··· SUPPLIED DATA ···

use std::time::Duration;

use bytes::Bytes;
use fast_socks5::client::{Config as SocksConfig, Socks5Stream};
use http::{header, Method, Request, StatusCode};
use http_body_util::Empty;
use hyper_util::rt::TokioIo;
use thiserror::Error;
use tokio::io::{AsyncRead, AsyncWrite};
use tokio::net::TcpStream;
use tokio::time::timeout;
use tracing::debug;

use crate::auth::{encode_basic, Upstream};

/// Connect timeout applied to every outbound dial.
pub const CONNECT_TIMEOUT: Duration = Duration::from_secs(30);

/// This is a workaround for the restriction `only auto traits can be used
/// as additional traits in a trait object`
pub trait OutboundStreamIo: AsyncRead + AsyncWrite + std::fmt::Debug {}
impl<T: AsyncRead + AsyncWrite + std::fmt::Debug> OutboundStreamIo for T {}

/// A raw byte-stream connection to (or towards) the target.
pub type OutboundStream = Box<dyn OutboundStreamIo + Send + Unpin>;

#[derive(Debug, Error)]
pub enum DialError {
    #[error("connect to {0} timed out")]
    Timeout(String),
    #[error("I/O error: {0}")]
    Io(#[from] std::io::Error),
    #[error("invalid CONNECT request: {0}")]
    Request(#[from] http::Error),
    #[error("HTTP exchange with upstream proxy failed: {0}")]
    Http(#[from] hyper::Error),
    #[error("upstream proxy CONNECT failed with status {0}")]
    ConnectRejected(StatusCode),
    #[error("SOCKS5 error: {0}")]
    Socks(#[from] fast_socks5::SocksError),
}

async fn tcp_connect(addr: &str) -> Result<TcpStream, DialError> {
    timeout(CONNECT_TIMEOUT, TcpStream::connect(addr))
        .await
        .map_err(|_| DialError::Timeout(addr.to_string()))?
        .map_err(DialError::Io)
}

/// Dials the target directly from this proxy's own network.
pub async fn dial_direct(target: &str) -> Result<OutboundStream, DialError> {
    debug!(target, "dialing direct");
    let stream = tcp_connect(target).await?;
    Ok(Box::new(stream))
}

/// Dials the target through an upstream HTTP proxy using CONNECT.
///
/// hyper treats CONNECT as having no body and will not read past the
/// response headers, so the upgraded stream is exactly the raw tunnel.
pub async fn dial_http_proxy(
    upstream: &Upstream,
    target: &str,
) -> Result<OutboundStream, DialError> {
    let proxy_addr = upstream.authority();
    debug!(
        proxy = %proxy_addr,
        target,
        has_auth = upstream.credentials.is_some(),
        "dialing through HTTP proxy"
    );

    let socket = tcp_connect(&proxy_addr).await?;
    let io = TokioIo::new(socket);
    // naive chained proxies are sometimes case-sensitive about headers
    let (mut sender, conn) = hyper::client::conn::http1::Builder::new()
        .title_case_headers(true)
        .handshake(io)
        .await?;
    tokio::spawn(async move {
        if let Err(err) = conn.with_upgrades().await {
            debug!("upstream CONNECT connection ended: {err}");
        }
    });

    let mut request = Request::builder()
        .method(Method::CONNECT)
        .uri(target)
        .header(header::HOST, target);
    if let Some(credentials) = &upstream.credentials {
        request = request.header(
            header::PROXY_AUTHORIZATION,
            format!(
                "Basic {}",
                encode_basic(&credentials.username, &credentials.password)
            ),
        );
    }
    let request = request.body(Empty::<Bytes>::new())?;

    let mut response = sender.send_request(request).await?;
    if response.status() != StatusCode::OK {
        debug!(status = %response.status(), "upstream proxy rejected CONNECT");
        return Err(DialError::ConnectRejected(response.status()));
    }

    let upgraded = hyper::upgrade::on(&mut response).await?;
    Ok(Box::new(TokioIo::new(upgraded)))
}

/// Dials the target through an upstream SOCKS5 proxy, with RFC 1929
/// user/pass sub-negotiation when credentials are present.
pub async fn dial_socks5(
    upstream: &Upstream,
    target_host: &str,
    target_port: u16,
) -> Result<OutboundStream, DialError> {
    let proxy_addr = upstream.authority();
    debug!(
        proxy = %proxy_addr,
        target_host,
        target_port,
        has_auth = upstream.credentials.is_some(),
        "dialing through SOCKS5 proxy"
    );

    let config = SocksConfig::default();
    let connected = timeout(CONNECT_TIMEOUT, async {
        match &upstream.credentials {
            Some(credentials) => {
                Socks5Stream::connect_with_password(
                    proxy_addr.as_str(),
                    target_host.to_string(),
                    target_port,
                    credentials.username.clone(),
                    credentials.password.clone(),
                    config,
                )
                .await
            }
            None => {
                Socks5Stream::connect(
                    proxy_addr.as_str(),
                    target_host.to_string(),
                    target_port,
                    config,
                )
                .await
            }
        }
    })
    .await;

    let stream = match connected {
        Ok(result) => result?,
        Err(_) => return Err(DialError::Timeout(upstream.authority())),
    };

    Ok(Box::new(stream))
}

···

# ABOUT THIS EXERCISE:
Check each line of the material above for the word "AsyncWrite", then state how many lines hold it. Only the number.

# RESPONSE BELOW:
3